Just because one had no budget for orchestral scoring back in the good old days didn’t mean that musicians didn’t give it their over-the-top all-in service of the little cinematic guys trying to sound as huge as possible. Three composers and four cases in point span outer space to Japan with these great Dragon’s Domain releases that spotlight 1950’s space age babes and manly Caucasian in Asia adventure with non-stop symphonic bombast that offers nostalgic listening entertainment to spare. First up on their sci-fi CD is Marlin Skiles’ score for the Golden Turkey Zsa Zsa Gabor classic of 1958’s “Queen of Outer Space,” in which crew-cut spacemen find themselves on a giant spider patrolled, Amazonian-ruled planet. Using the orchestra like an exclamation mark, Skiles’ glistening, suspenseful strings, Theremin-like vibes, gong-ringing military marches and some truly zany xylophone percussion portray a man-hungry forbidden planet. But you know the macho spacemen will come out as the stronger sex given lushly seductive melody that spells B (or Z) movie excitement. Next on deck with that same spider is 1956’s bigger budgeted “World Without End,” in which an all-man crew gets zapped through the time barrier to an apocalyptic earth run by mutants as opposed to apes. Composer Leith Stevens certainly had a sci-fi pedigree having scored the classic George Pal-produced “War of the Worlds” and “When Worlds Collide.” While not at that level, Steven’s unmistakable voice for shivering, dramatic suspense and perilous orchestral action is on irradiated deck. The score’s constantly panicked rhythms are mainly concerned with the astronaut’s survival than their chances with the ladies, though his use of high, yet poignant strings, with an emphasis on the violin makes more of pleading case for repopulating society than a lascivious one. In the battle of the planets, “World” shows its sonic age more than “Queen.” Genre liner note ace Randall D. Larson provides an informative look back at two fun scores that radiated a feminine quality to be conquered in the perilous space mating race.

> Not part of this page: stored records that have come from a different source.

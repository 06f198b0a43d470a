//! Watch runtime built from actors and per-route workers.
//!
//! ```text
//! ┌─────────┐  RouteKey   ┌───────────────┐  Reload/Css  ┌─────────┐
//! │ FsActor │────────────►│ chain workers │─────────────►│ WsActor │──► clients
//! └─────────┘  (trigger)  │ one per route │              └─────────┘
//!                         └───────────────┘                   ▲
//!                    dev server: AddClient / Mirror ──────────┘
//! ```
//!
//! Each route has its own queue, drained serially, so a chain never runs
//! concurrently with itself while different chains proceed in parallel.

mod coordinator;
mod fs;
pub mod messages;
mod worker;
mod ws;

pub use coordinator::{Coordinator, WS_CHANNEL_BUFFER, wait_for_shutdown};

Best known to genre fans for his deceptively giant scores for “Mr. Big” director Bert I. Gordon like “The Spider” and “War of the Colossal Beast,” Albert Glasser tirelessly gave any number of scores a huge amount of drama and energy, whether it was insects, pirates of in this case the square-jawed, Filipino rebel-busting hero of 1956 “Huk.” A delightfully strident punch in the face, Glasser provides enough brassy chest-beating cliffhanging thrills and spills for Skull Island here, while still leaving room for glorious travelogue music, lilting romance and even a charming swim before the relentless action swings in. A case where too many notes still isn’t enough, you have no idea how the players got through “Huk” without collapsing. On a bit more a dramatic even keel is 1951’s “Tokyo File 212,” an RKO picture in which Yanks bust up a Commie spy ring in postwar Japan. Ethnic instrumentation and rhythms by way of a big western symphony provides a more Asian-appropriate backdrop, with Glasser building on the suspense and romance as opposed to blasting it right off the bat, even offering a fun jazz montage with Russian embassy dance and Kabuki vocals. Themes are more prevalent here as well, including a sweet romantic one that will end tragically. Way more hard-boiled than noir in his musical approach, Glasser does a fine job approximating the Far East underworld with determination and energy to spare in the days when music might not have been subtle, but sure provided a workout. 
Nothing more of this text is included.